Still, there are very few areas where I have definitively had to stand up and make a major life choice for myself. To date, the single biggest decisions that I have made were where to go to college and grad school, and those were only choices because of the generosity of my parents and similarity of financial aid packages (well, in one of those decisions that is). Aside from that, my "plan" has always been College-Grad School-Job-work for a while to save for some as-yet undefined "business"-???. It is certainly a comfortable path, but something has always felt a little "wrong" with the way I was going about things. How would I discover this "business?" How much money would I need? What would it do? And, most importantly of all, how do I get there?
Until a couple months ago, I was especially clueless about that last part. Then, my girlfriend broke up with me and really put things into perspective. At the time, I was pretty upset about it, as is to be expected. In hindsight, though, it got me to think more about what I really wanted in life. I mean, life threw me a decent curveball this summer, and I wanted to try to put a good swing on it, so to speak. After countless hours of being content to watch reality TV and playing hours upon hours of Civilization IV, I decided to get back to the productive hobbies that I enjoy, namely reading and writing. That explains my abrupt return to the blog after my extended absence. I went on a book binge at Amazon and ordered a number of books, both for pleasure reading and self-improvement.

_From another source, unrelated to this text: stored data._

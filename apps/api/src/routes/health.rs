use axum::{extract::State, Json};
use serde_json::{json, Value};

use crate::state::AppState;

/// GET /health
/// Returns a simple status object with service version and relay readiness.
pub async fn health_handler(State(state): State<AppState>) -> Json<Value> {
    Json(json!({
        "status": "ok",
        "version": env!("CARGO_PKG_VERSION"),
        "service": "screener-api",
        "relayConfigured": state.relay.is_configured(),
        "persistence": if state.config.database_url.is_some() { "postgres" } else { "memory" }
    }))
}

One of these books is the Four-Hour Workweek, by Tim Ferriss. My lazy ass thought it had everything I was looking for—this way I could spend even more time watching reality TV and playing Civ IV, right? For some reason, I put off reading it for a couple of months, though. "Not yet," I always thought. In retrospect, it was a good thing because I'm not sure I was ready for what the book truly had to offer.

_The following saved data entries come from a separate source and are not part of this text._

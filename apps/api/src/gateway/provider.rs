use reqwest::{Client, RequestBuilder};
use serde_json::Value;

pub const DEFAULT_PROVIDER_BASE_URL: &str = "https://generativelanguage.googleapis.com";
/// Model used when none is configured.
pub const DEFAULT_MODEL: &str = "gemini-2.5-flash";

const API_KEY_HEADER: &str = "x-goog-api-key";

/// Where and how to reach the LLM provider. Holds the real credential, so only the
/// relay (or a development client in direct mode) ever builds one.
#[derive(Clone)]
pub struct ProviderEndpoint {
    pub base_url: String,
    pub model: String,
    api_key: String,
}

impl ProviderEndpoint {
    pub fn new(base_url: impl Into<String>, model: impl Into<String>, api_key: String) -> Self {
        Self {
            base_url: base_url.into(),
            model: model.into(),
            api_key,
        }
    }

    /// `generateContent` for buffered calls, `streamGenerateContent` for streamed ones.
    pub fn url(&self, streaming: bool) -> String {
        let method = if streaming {
            "streamGenerateContent"
        } else {
            "generateContent"
        };
        format!(
            "{}/v1beta/models/{}:{}",
            self.base_url.trim_end_matches('/'),
            self.model,
            method
        )
    }

    /// Builds the provider request for `payload`. The payload is forwarded untouched.
    pub fn request(&self, client: &Client, payload: &Value, streaming: bool) -> RequestBuilder {
        client
            .post(self.url(streaming))
            .header(API_KEY_HEADER, &self.api_key)
            .json(payload)
    }
}

impl std::fmt::Debug for ProviderEndpoint {
    fn fmt(&self, f: &mut std::fmt::Formatter<'_>) -> std::fmt::Result {
        f.debug_struct("ProviderEndpoint")
            .field("base_url", &self.base_url)
            .field("model", &self.model)
            .field("api_key", &"<redacted>")
            .finish()
    }
}
use std::net::SocketAddr;
use std::sync::Arc;

use anyhow::Result;
use tower_http::{cors::CorsLayer, trace::TraceLayer};
use tracing::{info, warn};
use tracing_subscriber::{layer::SubscriberExt, util::SubscriberInitExt, EnvFilter};

use screener_api::config::Config;
use screener_api::db::create_pool;
use screener_api::relay::Relay;
use screener_api::routes::build_router;
use screener_api::sessions::postgres::PgSessionRepository;
use screener_api::sessions::{MemorySessionRepository, SessionRepository, SessionService};
use screener_api::state::AppState;

#[tokio::main]
async fn main() -> Result<()> {
    let config = Config::from_env()?;

    // Initialize structured logging
    tracing_subscriber::registry()
        .with(EnvFilter::try_from_default_env().unwrap_or_else(|_| {
            EnvFilter::new(format!("screener_api={}", &config.rust_log))
        }))
        .with(tracing_subscriber::fmt::layer())
        .init();

    info!("Starting Screener API v{}", env!("CARGO_PKG_VERSION"));

    // Session persistence: PostgreSQL when configured, process memory otherwise
    let repo: Arc<dyn SessionRepository> = match &config.database_url {
        Some(url) => Arc::new(PgSessionRepository::new(create_pool(url).await?)),
        None => {
            warn!("DATABASE_URL not set; sessions are kept in memory and lost on restart");
            Arc::new(MemorySessionRepository::new())
        }
    };

    // Relay to the LLM provider
    let relay = Relay::new(config.provider_endpoint(), config.request_timeout)?;
    if relay.is_configured() {
        info!("Relay configured (model: {})", config.provider_model);
    } else {
        warn!("API_KEY not set; /api/proxy will answer 500");
    }

    let state = AppState {
        sessions: SessionService::new(repo),
        relay,
        config: config.clone(),
    };

    let app = build_router(state)
        .layer(TraceLayer::new_for_http())
        .layer(CorsLayer::permissive());

    let addr: SocketAddr = format!("0.0.0.0:{}", config.port).parse()?;
    info!("Listening on {addr}");

    let listener = tokio::net::TcpListener::bind(addr).await?;
    axum::serve(listener, app).await?;

    Ok(())
}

I started reading the book in September. It took me a little while to get into it, but Tim's message and writing style really resonated with me. Despite this, I stopped reading it about halfway through and took a month or so to process what I had read. Tim's central message is simple, yet universally appealing: Life is short. We should not spend our time on things that don't make us happy. Find a way to cut out things and tasks that make you unhappy to leave you with more time for what you really want to do. (as an aside, I apologize if someone from Tim's team stumbles across this and I misstated it in any way—feel free to correct me if I'm wrong). This doesn't really mean sit on your ass and play more videogames, but rather find what truly makes you happy and explore it.
I finally got around to finishing the book at Christmas, and am in the process of actually doing things to change my life for the better. I discovered a few universal truths that will form a personal "ethos" of sorts for my life going forward. In no particular order:
1. I am the boss of my own life. I make the choices and tough decisions. I do not have to answer to anyone else's ideals of what I "should" do.

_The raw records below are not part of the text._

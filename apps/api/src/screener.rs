//! Screening orchestration. Owns the working inputs and the current analysis, and
//! sequences the prompt builder, gateway, parser, local history and remote store.

use std::sync::atomic::{AtomicBool, AtomicUsize, Ordering};
use std::sync::Arc;

use anyhow::Context;
use thiserror::Error;
use tokio::sync::Mutex;
use tokio::task::JoinHandle;
use tracing::{error, info, warn};

use crate::config::ClientConfig;
use crate::gateway::{GatewayError, ModelBackend, ModelGateway, ModelOutput};
use crate::history::HistoryCache;
use crate::ingest::{parse_file, parse_files, IngestError, UploadedFile};
use crate::models::{
    new_resume_id, sort_by_score, AnalysisSnapshot, Candidate, ConsultantMessage, HistoryEntry,
    Resume, ResumeBuilderData,
};
use crate::presets::PresetRole;
use crate::prompts::{
    build_consultant_prompt, build_resume_generation_prompt, build_resume_question_prompt,
    build_scoring_prompt, Prompt,
};
use crate::scoring::{parse_scoring_output, ParseError};
use crate::sessions::{Pagination, SaveSessionRequest, SessionStore, SessionStoreClient, StoreError};

#[derive(Debug, Error)]
pub enum ScreenError {
    #[error("A job description and at least one resume are required")]
    InputValidation,

    #[error("Another analysis or file parse is in progress")]
    Busy,

    #[error("No resume with id {0} in the current analysis")]
    UnknownResume(String),

    #[error(transparent)]
    Ingest(#[from] IngestError),

    #[error(transparent)]
    Gateway(#[from] GatewayError),

    #[error(transparent)]
    Parse(#[from] ParseError),

    #[error(transparent)]
    Store(#[from] StoreError),
}

impl ScreenError {
    /// Text shown to the user. Gateway and parse details stay in the logs.
    pub fn user_message(&self) -> String {
        match self {
            ScreenError::InputValidation => {
                "Please provide a job description and at least one resume.".to_string()
            }
            ScreenError::Busy => {
                "Please wait for the current analysis or file upload to finish.".to_string()
            }
            ScreenError::UnknownResume(_) => {
                "That resume is not part of the current analysis.".to_string()
            }
            ScreenError::Ingest(e) => e.to_string(),
            ScreenError::Gateway(_) => "An error occurred while analyzing the resumes. Please check your API key and try again.".to_string(),
            ScreenError::Parse(_) => "Could not parse the analysis from the AI model. The response was not valid JSON.".to_string(),
            ScreenError::Store(StoreError::Api { message, .. } | StoreError::NotFound(message)) => {
                message.clone()
            }
            ScreenError::Store(e) => e.to_string(),
        }
    }
}

#[derive(Debug, Clone, Copy, PartialEq, Eq)]
pub enum Phase {
    /// Inputs are incomplete.
    Idle,
    /// At least one file is being parsed.
    Parsing,
    /// Inputs are sufficient for an analysis.
    Ready,
    Analyzing,
}

/// Everything the user sees, apart from the history list.
#[derive(Debug, Clone, Default)]
pub struct ScreenerState {
    pub job_description: String,
    pub jd_file_name: Option<String>,
    pub jd_preset_name: Option<String>,
    pub resumes: Vec<Resume>,
    /// Results and the inputs that produced them.
    pub current: Option<AnalysisSnapshot>,
    pub error: Option<String>,
    pub consultant_log: Vec<ConsultantMessage>,
    /// Busy flags as of the snapshot.
    parsing: usize,
    analyzing: bool,
}

impl ScreenerState {
    pub fn phase(&self) -> Phase {
        if self.analyzing {
            Phase::Analyzing
        } else if self.parsing > 0 {
            Phase::Parsing
        } else if self.has_inputs() {
            Phase::Ready
        } else {
            Phase::Idle
        }
    }

    fn has_inputs(&self) -> bool {
        !self.job_description.trim().is_empty() && !self.resumes.is_empty()
    }

    fn clear_inputs(&mut self) {
        self.job_description.clear();
        self.jd_file_name = None;
        self.jd_preset_name = None;
        self.resumes.clear();
    }
}

/// Clears the analyzing flag when dropped, including when the caller abandons
/// the analysis future.
struct AnalyzingGuard<'a>(&'a AtomicBool);

impl Drop for AnalyzingGuard<'_> {
    fn drop(&mut self) {
        self.0.store(false, Ordering::Release);
    }
}

/// One in-flight file parse.
struct ParsingGuard<'a>(&'a AtomicUsize);

impl Drop for ParsingGuard<'_> {
    fn drop(&mut self) {
        self.0.fetch_sub(1, Ordering::AcqRel);
    }
}

/// What a successful [`Screener::analyze`] hands back.
#[derive(Debug)]
pub struct AnalysisOutcome {
    /// Sorted by match score, highest first.
    pub candidates: Vec<Candidate>,
    /// The local history entry, if the cache write succeeded.
    pub history_entry: Option<HistoryEntry>,
    /// Background save to the session store. Dropping it does not cancel the save.
    pub remote_save: JoinHandle<()>,
}

pub struct Screener {
    backend: Arc<dyn ModelBackend>,
    store: Arc<dyn SessionStore>,
    history: Mutex<HistoryCache>,
    state: Mutex<ScreenerState>,
    // Kept outside `state` so guards can reset them without the async lock.
    analyzing: AtomicBool,
    parsing: AtomicUsize,
}
//! Remote session persistence: stored shapes, the server-side repository and
//! store API, and the client used by the orchestration layer.

pub mod api;
pub mod client;
pub mod models;
pub mod postgres;
pub mod repository;

pub use client::{SessionStore, SessionStoreClient, StoreError};
pub use models::{
    Pagination, SaveSessionRequest, SessionDetail, SessionPage, SessionStatistics, StoredSession,
};
pub use repository::{MemorySessionRepository, SessionRepository, SessionService};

This is a big one, in part because to this point, some of the most agonizing choices that I've made for myself involved which beer on tap to get, and how much to tip the waitress. I need to stop doing what other people think I should be doing, and just do what I want to do and what I love. Most of the rest of these stem from this first "grand" realization.
2. Treat others how you want to be treated.
I'm not a religious guy at all, but I do think they got it right on this one. To be honest, if people followed this one more often, a lot of religions would be out of business, though the world would be a much better place.
3. If you want to achieve a result, make active steps in that direction.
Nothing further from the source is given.